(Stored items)
══════

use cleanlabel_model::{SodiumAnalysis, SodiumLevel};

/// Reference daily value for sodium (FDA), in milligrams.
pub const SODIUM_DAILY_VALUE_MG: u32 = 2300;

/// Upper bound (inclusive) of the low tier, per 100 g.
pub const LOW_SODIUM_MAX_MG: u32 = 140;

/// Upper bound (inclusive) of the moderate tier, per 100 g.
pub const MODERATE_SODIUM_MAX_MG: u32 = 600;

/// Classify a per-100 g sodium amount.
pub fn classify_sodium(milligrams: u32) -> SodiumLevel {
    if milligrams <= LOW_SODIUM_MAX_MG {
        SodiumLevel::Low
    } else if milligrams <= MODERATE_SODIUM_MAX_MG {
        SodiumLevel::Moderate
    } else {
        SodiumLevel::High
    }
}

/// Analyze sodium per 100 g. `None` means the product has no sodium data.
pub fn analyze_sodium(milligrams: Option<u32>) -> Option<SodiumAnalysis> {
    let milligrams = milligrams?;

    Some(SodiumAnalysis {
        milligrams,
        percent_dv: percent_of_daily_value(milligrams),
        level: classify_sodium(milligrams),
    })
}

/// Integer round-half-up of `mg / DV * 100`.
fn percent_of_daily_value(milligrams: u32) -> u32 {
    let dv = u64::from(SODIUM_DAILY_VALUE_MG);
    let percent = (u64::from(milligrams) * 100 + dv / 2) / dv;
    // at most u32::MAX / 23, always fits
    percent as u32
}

══════

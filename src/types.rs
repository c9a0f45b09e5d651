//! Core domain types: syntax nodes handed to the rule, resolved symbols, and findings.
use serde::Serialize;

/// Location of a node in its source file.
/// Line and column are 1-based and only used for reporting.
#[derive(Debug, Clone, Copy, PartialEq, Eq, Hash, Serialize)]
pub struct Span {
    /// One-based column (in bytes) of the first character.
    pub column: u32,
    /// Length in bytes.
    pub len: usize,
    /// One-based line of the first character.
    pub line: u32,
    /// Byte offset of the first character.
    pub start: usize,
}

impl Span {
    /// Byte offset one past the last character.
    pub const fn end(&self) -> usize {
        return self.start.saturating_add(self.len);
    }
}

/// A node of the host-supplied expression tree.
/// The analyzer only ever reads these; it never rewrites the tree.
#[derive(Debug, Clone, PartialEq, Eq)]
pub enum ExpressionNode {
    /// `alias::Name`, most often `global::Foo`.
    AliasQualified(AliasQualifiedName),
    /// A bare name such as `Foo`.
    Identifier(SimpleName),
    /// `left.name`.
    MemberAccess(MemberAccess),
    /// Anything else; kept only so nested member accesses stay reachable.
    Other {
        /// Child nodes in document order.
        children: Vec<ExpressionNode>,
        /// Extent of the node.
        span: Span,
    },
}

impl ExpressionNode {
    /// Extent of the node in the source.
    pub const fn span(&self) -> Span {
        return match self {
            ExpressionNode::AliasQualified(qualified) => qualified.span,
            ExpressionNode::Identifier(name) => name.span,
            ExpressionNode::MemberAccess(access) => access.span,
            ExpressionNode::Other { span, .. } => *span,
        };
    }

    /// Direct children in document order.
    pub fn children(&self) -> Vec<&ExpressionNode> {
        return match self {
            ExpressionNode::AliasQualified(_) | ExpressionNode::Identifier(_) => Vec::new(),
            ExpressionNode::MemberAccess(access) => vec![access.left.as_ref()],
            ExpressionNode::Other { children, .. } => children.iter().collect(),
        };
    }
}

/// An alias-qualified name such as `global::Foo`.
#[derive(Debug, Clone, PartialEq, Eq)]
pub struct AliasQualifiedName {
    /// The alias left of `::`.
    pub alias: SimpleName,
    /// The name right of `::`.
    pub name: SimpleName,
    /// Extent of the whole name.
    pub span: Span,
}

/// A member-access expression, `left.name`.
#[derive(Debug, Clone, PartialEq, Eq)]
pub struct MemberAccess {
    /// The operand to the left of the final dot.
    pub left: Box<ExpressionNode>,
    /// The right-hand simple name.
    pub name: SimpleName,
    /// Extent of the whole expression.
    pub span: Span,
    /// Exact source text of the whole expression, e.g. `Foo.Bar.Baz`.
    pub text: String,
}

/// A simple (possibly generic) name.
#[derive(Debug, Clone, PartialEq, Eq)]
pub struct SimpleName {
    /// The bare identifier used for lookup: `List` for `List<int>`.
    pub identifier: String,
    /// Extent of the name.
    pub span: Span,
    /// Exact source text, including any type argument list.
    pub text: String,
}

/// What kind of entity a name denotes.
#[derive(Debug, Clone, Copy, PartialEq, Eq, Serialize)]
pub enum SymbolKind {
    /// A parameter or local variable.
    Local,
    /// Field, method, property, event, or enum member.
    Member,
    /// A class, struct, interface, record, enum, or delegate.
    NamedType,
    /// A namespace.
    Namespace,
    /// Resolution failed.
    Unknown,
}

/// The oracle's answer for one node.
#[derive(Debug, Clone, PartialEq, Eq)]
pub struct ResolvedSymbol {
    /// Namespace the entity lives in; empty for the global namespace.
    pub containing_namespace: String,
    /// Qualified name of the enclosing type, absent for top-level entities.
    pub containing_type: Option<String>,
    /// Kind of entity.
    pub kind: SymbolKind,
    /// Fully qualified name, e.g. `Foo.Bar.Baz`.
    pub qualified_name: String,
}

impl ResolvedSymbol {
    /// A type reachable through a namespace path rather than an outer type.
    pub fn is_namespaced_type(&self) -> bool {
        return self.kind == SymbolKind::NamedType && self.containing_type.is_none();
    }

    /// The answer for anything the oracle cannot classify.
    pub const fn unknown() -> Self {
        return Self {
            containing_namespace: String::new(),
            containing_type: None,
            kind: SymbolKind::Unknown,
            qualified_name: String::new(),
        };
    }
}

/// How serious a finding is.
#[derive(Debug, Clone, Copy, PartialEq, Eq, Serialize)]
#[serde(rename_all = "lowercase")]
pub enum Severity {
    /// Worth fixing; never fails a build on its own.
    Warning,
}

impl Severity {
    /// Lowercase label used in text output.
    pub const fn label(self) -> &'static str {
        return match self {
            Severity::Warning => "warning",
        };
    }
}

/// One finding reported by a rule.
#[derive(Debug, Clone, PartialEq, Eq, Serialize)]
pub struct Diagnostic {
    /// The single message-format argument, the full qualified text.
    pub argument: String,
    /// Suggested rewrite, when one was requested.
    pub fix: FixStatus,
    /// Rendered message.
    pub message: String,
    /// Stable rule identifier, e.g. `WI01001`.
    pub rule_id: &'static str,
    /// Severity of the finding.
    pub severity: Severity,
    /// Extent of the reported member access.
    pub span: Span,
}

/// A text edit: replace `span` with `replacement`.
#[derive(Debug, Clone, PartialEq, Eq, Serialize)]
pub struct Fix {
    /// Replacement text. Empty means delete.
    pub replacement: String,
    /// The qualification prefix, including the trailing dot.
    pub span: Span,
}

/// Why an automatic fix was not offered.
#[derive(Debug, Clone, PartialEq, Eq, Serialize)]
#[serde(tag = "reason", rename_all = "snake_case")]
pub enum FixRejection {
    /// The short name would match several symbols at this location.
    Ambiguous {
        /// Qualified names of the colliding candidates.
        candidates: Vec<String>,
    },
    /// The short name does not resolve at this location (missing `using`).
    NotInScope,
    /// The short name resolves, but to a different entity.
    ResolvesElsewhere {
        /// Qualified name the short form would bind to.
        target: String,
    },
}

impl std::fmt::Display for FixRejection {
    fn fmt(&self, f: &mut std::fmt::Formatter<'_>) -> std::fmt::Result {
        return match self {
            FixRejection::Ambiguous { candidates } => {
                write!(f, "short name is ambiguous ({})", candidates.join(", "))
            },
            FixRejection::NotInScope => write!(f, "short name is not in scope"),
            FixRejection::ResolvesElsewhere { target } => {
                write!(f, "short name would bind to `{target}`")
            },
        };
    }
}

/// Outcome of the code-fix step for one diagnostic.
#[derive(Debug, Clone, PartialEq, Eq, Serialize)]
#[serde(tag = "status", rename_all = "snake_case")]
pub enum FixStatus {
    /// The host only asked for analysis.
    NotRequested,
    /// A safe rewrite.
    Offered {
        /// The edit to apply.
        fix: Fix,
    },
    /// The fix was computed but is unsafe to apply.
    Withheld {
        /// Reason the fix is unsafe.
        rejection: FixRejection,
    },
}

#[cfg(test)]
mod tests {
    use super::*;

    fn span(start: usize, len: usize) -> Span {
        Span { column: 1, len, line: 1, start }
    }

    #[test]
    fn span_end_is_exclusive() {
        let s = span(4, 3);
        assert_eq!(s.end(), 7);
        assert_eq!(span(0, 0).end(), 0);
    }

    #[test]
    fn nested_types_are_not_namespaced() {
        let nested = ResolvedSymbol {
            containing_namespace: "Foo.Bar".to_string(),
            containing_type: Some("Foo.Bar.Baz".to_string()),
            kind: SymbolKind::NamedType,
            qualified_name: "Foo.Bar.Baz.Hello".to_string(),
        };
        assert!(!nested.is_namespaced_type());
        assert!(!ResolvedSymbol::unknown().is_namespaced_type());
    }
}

══════

What the exercise asks: Which lines of the entries above contain the word "FixRejection"? Copy each of them.

Result below:
pub enum FixRejection {
impl std::fmt::Display for FixRejection {
            FixRejection::Ambiguous { candidates } => {
            FixRejection::NotInScope => write!(f, "short name is not in scope"),
            FixRejection::ResolvesElsewhere { target } => {
        rejection: FixRejection,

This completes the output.